Combining work and family care for parents has become particularly salient since the COVID-19 pandemic. The effects of this disruption on family relationships, health and wellbeing are only just being understood, and we contribute to this growing evidence, taking a gendered lens to understand this.

This program builds on our long-standing collaborations with The Australian National University, Deakin University and the Work-Research Institute at Oslo Metropolitan University, Norway.

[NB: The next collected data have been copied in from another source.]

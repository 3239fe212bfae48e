// Copyright 2026 Phillip Cloud
// Licensed under the Apache License, Version 2.0

//! Column schemas for each data screen and the projection of domain records
//! into table rows.

use civic_table::{CellRender, CellValue, ColumnDef, DateStyle, Record, Tone};

use crate::{Budget, Department, District, Grievance, Poll, Project, Screen, State, User};

pub const PROJECT_STATUS_TONES: &[(&str, Tone)] = &[
    ("proposed", Tone::Info),
    ("approved", Tone::Info),
    ("in progress", Tone::Warning),
    ("completed", Tone::Success),
    ("archived", Tone::Neutral),
];

pub const GRIEVANCE_STATUS_TONES: &[(&str, Tone)] = &[
    ("open", Tone::Warning),
    ("in review", Tone::Info),
    ("resolved", Tone::Success),
    ("rejected", Tone::Danger),
];

pub const PRIORITY_TONES: &[(&str, Tone)] = &[
    ("low", Tone::Neutral),
    ("medium", Tone::Info),
    ("high", Tone::Warning),
    ("urgent", Tone::Danger),
];

pub const POLL_STATUS_TONES: &[(&str, Tone)] = &[
    ("draft", Tone::Neutral),
    ("active", Tone::Success),
    ("closed", Tone::Neutral),
];

pub const ROLE_TONES: &[(&str, Tone)] = &[
    ("admin", Tone::Danger),
    ("mla", Tone::Info),
    ("staff", Tone::Neutral),
    ("citizen", Tone::Neutral),
];

const ACTIVE_FLAG: CellRender = CellRender::Flag {
    on: ("active", Tone::Success),
    off: ("inactive", Tone::Neutral),
};

const APPROVED_FLAG: CellRender = CellRender::Flag {
    on: ("approved", Tone::Success),
    off: ("pending", Tone::Warning),
};

/// Row key carrying the protection flag for built-in users; not a column.
pub const PROTECTED_KEY: &str = "protected";

fn id_column() -> ColumnDef {
    ColumnDef::new("id", "ID").sortable().always_visible()
}

fn date_column(key: &'static str, label: &'static str) -> ColumnDef {
    ColumnDef::new(key, label)
        .sortable()
        .render(CellRender::Date(DateStyle::Short))
}

/// `None` for screens without a table.
pub fn columns_for(screen: Screen) -> Option<Vec<ColumnDef>> {
    let columns = match screen {
        Screen::Dashboard => return None,
        Screen::Users => vec![
            id_column(),
            ColumnDef::new("name", "Name").sortable().always_visible(),
            ColumnDef::new("email", "Email"),
            ColumnDef::new("role", "Role")
                .sortable()
                .render(CellRender::Badge(ROLE_TONES)),
            ColumnDef::new("department", "Department").sortable(),
            ColumnDef::new("active", "Status")
                .sortable()
                .render(ACTIVE_FLAG),
            date_column("joined", "Joined"),
        ],
        Screen::Departments => vec![
            id_column(),
            ColumnDef::new("name", "Name").sortable(),
            ColumnDef::new("code", "Code").sortable(),
            ColumnDef::new("head", "Head"),
            ColumnDef::new("description", "Description").render(CellRender::Truncate(32)),
            ColumnDef::new("active", "Status")
                .sortable()
                .render(ACTIVE_FLAG),
            date_column("created", "Created"),
        ],
        Screen::Districts => vec![
            id_column(),
            ColumnDef::new("name", "Name").sortable(),
            ColumnDef::new("state_code", "State").sortable(),
            ColumnDef::new("population", "Population").sortable(),
            ColumnDef::new("active", "Status")
                .sortable()
                .render(ACTIVE_FLAG),
        ],
        Screen::States => vec![
            id_column(),
            ColumnDef::new("name", "Name").sortable(),
            ColumnDef::new("code", "Code").sortable(),
            ColumnDef::new("capital", "Capital").sortable(),
            ColumnDef::new("active", "Status")
                .sortable()
                .render(ACTIVE_FLAG),
        ],
        Screen::Projects => vec![
            id_column(),
            ColumnDef::new("title", "Title")
                .sortable()
                .render(CellRender::Truncate(30)),
            ColumnDef::new("district", "District").sortable(),
            ColumnDef::new("department", "Department").sortable(),
            ColumnDef::new("status", "Status")
                .sortable()
                .render(CellRender::Badge(PROJECT_STATUS_TONES)),
            ColumnDef::new("budget", "Budget")
                .sortable()
                .render(CellRender::Money),
            ColumnDef::new("spent", "Spent")
                .sortable()
                .render(CellRender::Money),
            date_column("start", "Start"),
        ],
        Screen::Grievances => vec![
            id_column(),
            ColumnDef::new("title", "Title")
                .sortable()
                .render(CellRender::Truncate(28)),
            ColumnDef::new("citizen", "Citizen").sortable(),
            ColumnDef::new("district", "District").sortable(),
            ColumnDef::new("category", "Category").sortable(),
            ColumnDef::new("priority", "Priority")
                .sortable()
                .render(CellRender::Badge(PRIORITY_TONES)),
            ColumnDef::new("status", "Status")
                .sortable()
                .render(CellRender::Badge(GRIEVANCE_STATUS_TONES)),
            date_column("filed", "Filed"),
        ],
        Screen::Polls => vec![
            id_column(),
            ColumnDef::new("question", "Question").render(CellRender::Truncate(40)),
            ColumnDef::new("created_by", "Created by").sortable(),
            ColumnDef::new("yes", "Yes").sortable(),
            ColumnDef::new("no", "No").sortable(),
            ColumnDef::new("total", "Total").sortable(),
            ColumnDef::new("status", "Status")
                .sortable()
                .render(CellRender::Badge(POLL_STATUS_TONES)),
            date_column("closes", "Closes"),
        ],
        Screen::Budgets => vec![
            id_column(),
            ColumnDef::new("department", "Department").sortable(),
            ColumnDef::new("fiscal_year", "FY").sortable(),
            ColumnDef::new("allocated", "Allocated")
                .sortable()
                .render(CellRender::Money),
            ColumnDef::new("utilized", "Utilized")
                .sortable()
                .render(CellRender::Money),
            ColumnDef::new("used_pct", "Used %").sortable(),
            ColumnDef::new("approved", "Approval")
                .sortable()
                .render(APPROVED_FLAG),
        ],
    };
    Some(columns)
}

impl From<&User> for Record {
    fn from(user: &User) -> Self {
        Record::new(user.id)
            .with("id", user.id.get())
            .with("name", user.name.as_str())
            .with("email", user.email.as_str())
            .with("role", user.role.as_str())
            .with("department", user.department.as_str())
            .with("active", user.active)
            .with("joined", user.joined_on)
            .with(PROTECTED_KEY, user.system_protected)
    }
}

impl From<&Department> for Record {
    fn from(department: &Department) -> Self {
        Record::new(department.id)
            .with("id", department.id.get())
            .with("name", department.name.as_str())
            .with("code", department.code.as_str())
            .with("head", department.head.as_str())
            .with("description", department.description.as_str())
            .with("active", department.active)
            .with("created", department.created_on)
    }
}

impl From<&District> for Record {
    fn from(district: &District) -> Self {
        Record::new(district.id)
            .with("id", district.id.get())
            .with("name", district.name.as_str())
            .with("state_code", district.state_code.as_str())
            .with("population", district.population)
            .with("active", district.active)
    }
}

impl From<&State> for Record {
    fn from(state: &State) -> Self {
        Record::new(state.id)
            .with("id", state.id.get())
            .with("name", state.name.as_str())
            .with("code", state.code.as_str())
            .with("capital", state.capital.as_str())
            .with("active", state.active)
    }
}

impl From<&Project> for Record {
    fn from(project: &Project) -> Self {
        Record::new(project.id)
            .with("id", project.id.get())
            .with("title", project.title.as_str())
            .with("district", project.district.as_str())
            .with("department", project.department.as_str())
            .with("status", project.status.as_str())
            .with("budget", CellValue::Money(project.budget_paise))
            .with("spent", CellValue::Money(project.spent_paise))
            .with("start", project.start_date)
    }
}

impl From<&Grievance> for Record {
    fn from(grievance: &Grievance) -> Self {
        Record::new(grievance.id)
            .with("id", grievance.id.get())
            .with("title", grievance.title.as_str())
            .with("citizen", grievance.citizen.as_str())
            .with("district", grievance.district.as_str())
            .with("category", grievance.category.as_str())
            .with("priority", grievance.priority.as_str())
            .with("status", grievance.status.as_str())
            .with("filed", grievance.filed_on)
    }
}

impl From<&Poll> for Record {
    fn from(poll: &Poll) -> Self {
        Record::new(poll.id)
            .with("id", poll.id.get())
            .with("question", poll.question.as_str())
            .with("created_by", poll.created_by.as_str())
            .with("yes", poll.votes_yes)
            .with("no", poll.votes_no)
            .with("total", poll.total_votes())
            .with("status", poll.status.as_str())
            .with("closes", poll.closes_on)
    }
}

impl From<&Budget> for Record {
    fn from(budget: &Budget) -> Self {
        Record::new(budget.id)
            .with("id", budget.id.get())
            .with("department", budget.department.as_str())
            .with("fiscal_year", budget.fiscal_year.as_str())
            .with("allocated", CellValue::Money(budget.allocated_paise))
            .with("utilized", CellValue::Money(budget.utilized_paise))
            .with("used_pct", budget.utilization_percent())
            .with("approved", budget.approved)
    }
}
// Copyright 2026 Phillip Cloud
// Licensed under the Apache License, Version 2.0

use civic_table::{CellValue, Record, RowActionSpec, TableRow};

use crate::schema::PROTECTED_KEY;
use crate::{GrievanceStatus, PollStatus, ProjectStatus, Screen};

pub const ACTION_VIEW: &str = "view";
pub const ACTION_TOGGLE_ACTIVE: &str = "toggle_active";
pub const ACTION_ARCHIVE: &str = "archive";
pub const ACTION_RESOLVE: &str = "resolve";
pub const ACTION_REJECT: &str = "reject";
pub const ACTION_CLOSE_POLL: &str = "close_poll";
pub const ACTION_APPROVE: &str = "approve";

fn flag(row: &Record, key: &str) -> bool {
    row.cell(key) == CellValue::Bool(true)
}

fn text(row: &Record, key: &str) -> String {
    row.cell(key).to_string()
}

/// Menu entries for one row of a screen's table. Enablement is derived from
/// the row's own values.
pub fn row_actions_for(screen: Screen, row: &Record) -> Vec<RowActionSpec> {
    let view = RowActionSpec::new(ACTION_VIEW, "View details");
    match screen {
        Screen::Dashboard => Vec::new(),
        Screen::Users => vec![
            view,
            RowActionSpec::new(ACTION_TOGGLE_ACTIVE, toggle_label(row))
                .enabled_if(!flag(row, PROTECTED_KEY)),
        ],
        Screen::Departments | Screen::Districts | Screen::States => vec![
            view,
            RowActionSpec::new(ACTION_TOGGLE_ACTIVE, toggle_label(row)),
        ],
        Screen::Projects => {
            let archived =
                ProjectStatus::parse(&text(row, "status")) == Some(ProjectStatus::Archived);
            vec![
                view,
                RowActionSpec::new(ACTION_ARCHIVE, "Archive").enabled_if(!archived),
            ]
        }
        Screen::Grievances => {
            let closed = GrievanceStatus::parse(&text(row, "status"))
                .is_some_and(GrievanceStatus::is_closed);
            vec![
                view,
                RowActionSpec::new(ACTION_RESOLVE, "Mark resolved").enabled_if(!closed),
                RowActionSpec::new(ACTION_REJECT, "Reject").enabled_if(!closed),
            ]
        }
        Screen::Polls => {
            let active = PollStatus::parse(&text(row, "status")) == Some(PollStatus::Active);
            vec![
                view,
                RowActionSpec::new(ACTION_CLOSE_POLL, "Close poll").enabled_if(active),
            ]
        }
        Screen::Budgets => vec![
            view,
            RowActionSpec::new(ACTION_APPROVE, "Approve").enabled_if(!flag(row, "approved")),
        ],
    }
}

fn toggle_label(row: &Record) -> &'static str {
    if flag(row, "active") {
        "Deactivate"
    } else {
        "Activate"
    }
}

#[cfg(test)]
mod tests {
    use super::{ACTION_RESOLVE, ACTION_TOGGLE_ACTIVE, ACTION_VIEW, row_actions_for};
    use crate::Screen;
    use crate::schema::PROTECTED_KEY;
    use civic_table::{Record, RowActionSpec};

    fn enabled(actions: &[RowActionSpec], name: &str) -> Option<bool> {
        actions
            .iter()
            .find(|action| action.name == name)
            .map(|action| action.enabled)
    }

    #[test]
    fn protected_users_cannot_be_toggled() {
        let row = Record::new(1)
            .with("active", true)
            .with(PROTECTED_KEY, true);
        let actions = row_actions_for(Screen::Users, &row);
        assert_eq!(enabled(&actions, ACTION_VIEW), Some(true));
        assert_eq!(enabled(&actions, ACTION_TOGGLE_ACTIVE), Some(false));
        assert_eq!(actions[1].label, "Deactivate");
    }

    #[test]
    fn closed_grievances_disable_transitions() {
        let open = Record::new(1).with("status", "in review");
        assert_eq!(
            enabled(&row_actions_for(Screen::Grievances, &open), ACTION_RESOLVE),
            Some(true)
        );

        let rejected = Record::new(2).with("status", "rejected");
        let actions = row_actions_for(Screen::Grievances, &rejected);
        assert!(actions.iter().skip(1).all(|action| !action.enabled));
    }

    #[test]
    fn polls_close_only_while_active() {
        let draft = Record::new(1).with("status", "draft");
        let active = Record::new(2).with("status", "active");
        assert!(!row_actions_for(Screen::Polls, &draft)[1].enabled);
        assert!(row_actions_for(Screen::Polls, &active)[1].enabled);
    }

    #[test]
    fn dashboard_has_no_row_actions() {
        assert!(row_actions_for(Screen::Dashboard, &Record::new(1)).is_empty());
    }
}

Key activities in this program have included:

  1. Investigating the relationships between parents’ work conditions and work-family conflicts, using national cohort data (Longitudinal Study of Australian Children); and national surveys.
  2. Investigating the relationships between poor job conditions (e.g. work-family conflict; time-pressure), parenting and children’s health, wellbeing, social and academic development.
  3. Exploring fathers’ experiences in accessing family-supportive workplace entitlements (e.g. paid parental leave, flexible work).
  4. Industry partnerships to investigate inequities in family-supportive work conditions and wellbeing for employees who are parents/carers.
  5. A newly-funded Australian Research Council Discovery Project to explore ‘post-covid-19’ work and family life for parents; and the ongoing implications these disruptions have on family wellbeing and work.

Team

La Trobe University

  • Amanda Cooklin (Principal Investigator)
  • Jan Nicholson
  • Stacey Hokke
  • Shannon Bennetts
  • Sharinne Crawford
  • Jasmine Love
  • Jodi Oakman

Partners

  • Lyndall Strazdins, Liana Leach (Australian National University)
  • Rebecca Giallo, (Deakin University)

Funding

  • Australian Research Council Future Fellowship (A Cooklin, 2021-25) and Discovery Project (2023-25)
  • La Trobe Research Themes; ABC Grants; and Tracy Banivanua Mar Fellowship.